• Exercise brief:
Return each line of the listing in which the word "Typed" appears.

• Information shown:
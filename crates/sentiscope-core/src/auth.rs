//! Auth gateway port.
//!
//! Typed contract over the four remote auth operations. Implementations
//! perform no retries and no caching; every failure is already classified
//! into a [`WorkflowError`] when it crosses this boundary.

use crate::error::WorkflowError;
use async_trait::async_trait;
use serde::{Deserialize, Serialize};

/// What the server returns on a successful login.
#[derive(Debug, Clone, PartialEq, Serialize, Deserialize)]
pub struct LoginOutcome {
    pub username: String,
    pub user_id: i64,
    pub token: String,
}

/// Transient login credentials. Never persisted, never logged.
#[derive(Debug, Clone)]
pub struct Credentials {
    pub username: String,
    pub password: String,
}

/// Transient registration form. The password/confirmation equality check is
/// a client-side precondition enforced by the caller, not by the server.
#[derive(Debug, Clone)]
pub struct RegisterForm {
    pub username: String,
    pub password: String,
    pub confirm_password: String,
}

/// Typed contract over the remote auth endpoints.
#[async_trait]
pub trait AuthGateway: Send + Sync {
    /// Exchanges credentials for a bearer token.
    ///
    /// Invalid credentials surface as [`WorkflowError::Auth`] (the server
    /// signals them with 400/401 on this route), transport failures as
    /// [`WorkflowError::Network`], anything else as
    /// [`WorkflowError::Server`].
    async fn login(&self, username: &str, password: &str) -> Result<LoginOutcome, WorkflowError>;

    /// Creates an account. Pure create; does not establish a session.
    ///
    /// A 400-equivalent (e.g. duplicate username) surfaces as
    /// [`WorkflowError::Validation`] with the server's message.
    async fn register(&self, username: &str, password: &str) -> Result<(), WorkflowError>;

    /// Returns whether `token` is currently valid. Callers treat any error
    /// as "invalid".
    async fn check_status(&self, token: &str) -> Result<bool, WorkflowError>;

    /// Invalidates `token` server-side. Best effort: callers clear local
    /// state regardless of this call's outcome.
    async fn logout(&self, token: &str) -> Result<(), WorkflowError>;
}
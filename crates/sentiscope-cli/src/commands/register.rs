use anyhow::Result;
use sentiscope_core::auth::RegisterForm;

use crate::app::App;
use crate::commands::render_error;

pub async fn run(app: &App, username: &str, password: &str, confirm_password: &str) -> Result<i32> {
    let form = RegisterForm {
        username: username.to_string(),
        password: password.to_string(),
        confirm_password: confirm_password.to_string(),
    };

    match app.account.register(&form).await {
        Ok(()) => {
            println!("Registration successful! Please login.");
            Ok(0)
        }
        Err(err) => Ok(render_error(err)),
    }
}
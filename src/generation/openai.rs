/// OpenAI-compatible chat completions backend (OpenAI, Groq, vLLM, ...)
use super::{GenerationError, GenerationOptions, TextGenerator};
use reqwest::blocking::Client;
use serde::{Deserialize, Serialize};

#[derive(Debug, Serialize)]
struct ChatRequest<'a> {
    model: &'a str,
    messages: Vec<ChatMessage<'a>>,
    temperature: f32,
    max_tokens: u32,
}

#[derive(Debug, Serialize)]
struct ChatMessage<'a> {
    role: &'a str,
    content: &'a str,
}

#[derive(Debug, Deserialize)]
struct ChatResponse {
    choices: Vec<ChatChoice>,
}

#[derive(Debug, Deserialize)]
struct ChatChoice {
    message: ChoiceMessage,
}

#[derive(Debug, Deserialize)]
struct ChoiceMessage {
    #[serde(default)]
    content: Option<String>,
}

pub struct OpenAiCompatibleGenerator {
    client: Client,
    base_url: String,
    model: String,
    api_key: String,
    options: GenerationOptions,
}

impl OpenAiCompatibleGenerator {
    /// Build a client using the API key held in `api_key_env`
    ///
    /// Fails when the variable is unset or empty.
    pub fn from_env(
        base_url: &str,
        model: &str,
        api_key_env: &str,
        options: GenerationOptions,
    ) -> Result<Self, GenerationError> {
        let api_key = std::env::var(api_key_env)
            .ok()
            .filter(|key| !key.trim().is_empty())
            .ok_or_else(|| {
                GenerationError::Initialization(format!(
                    "Environment variable {} is not set",
                    api_key_env
                ))
            })?;

        Self::new(base_url, model, api_key, options)
    }

    pub fn new(
        base_url: &str,
        model: &str,
        api_key: String,
        options: GenerationOptions,
    ) -> Result<Self, GenerationError> {
        let client = Client::builder()
            .timeout(options.timeout)
            .build()
            .map_err(|e| {
                GenerationError::Initialization(format!("Failed to create HTTP client: {}", e))
            })?;

        Ok(Self {
            client,
            base_url: base_url.trim_end_matches('/').to_string(),
            model: model.to_string(),
            api_key,
            options,
        })
    }
}

impl TextGenerator for OpenAiCompatibleGenerator {
    fn name(&self) -> &str {
        "openai"
    }

    fn generate(&self, prompt: &str) -> Result<String, GenerationError> {
        let request = ChatRequest {
            model: &self.model,
            messages: vec![ChatMessage {
                role: "user",
                content: prompt,
            }],
            temperature: self.options.temperature,
            max_tokens: self.options.max_tokens,
        };

        let response = self
            .client
            .post(format!("{}/chat/completions", self.base_url))
            .bearer_auth(&self.api_key)
            .json(&request)
            .send()?;

        if !response.status().is_success() {
            let status = response.status().as_u16();
            let body = response.text().unwrap_or_default();
            return Err(GenerationError::Backend { status, body });
        }

        let body: ChatResponse = response.json()?;
        Ok(body
            .choices
            .into_iter()
            .next()
            .and_then(|choice| choice.message.content)
            .unwrap_or_default())
    }
}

• Answer for the task:
//! Typed contract over the four remote auth operations. Implementations
/// Typed contract over the remote auth endpoints.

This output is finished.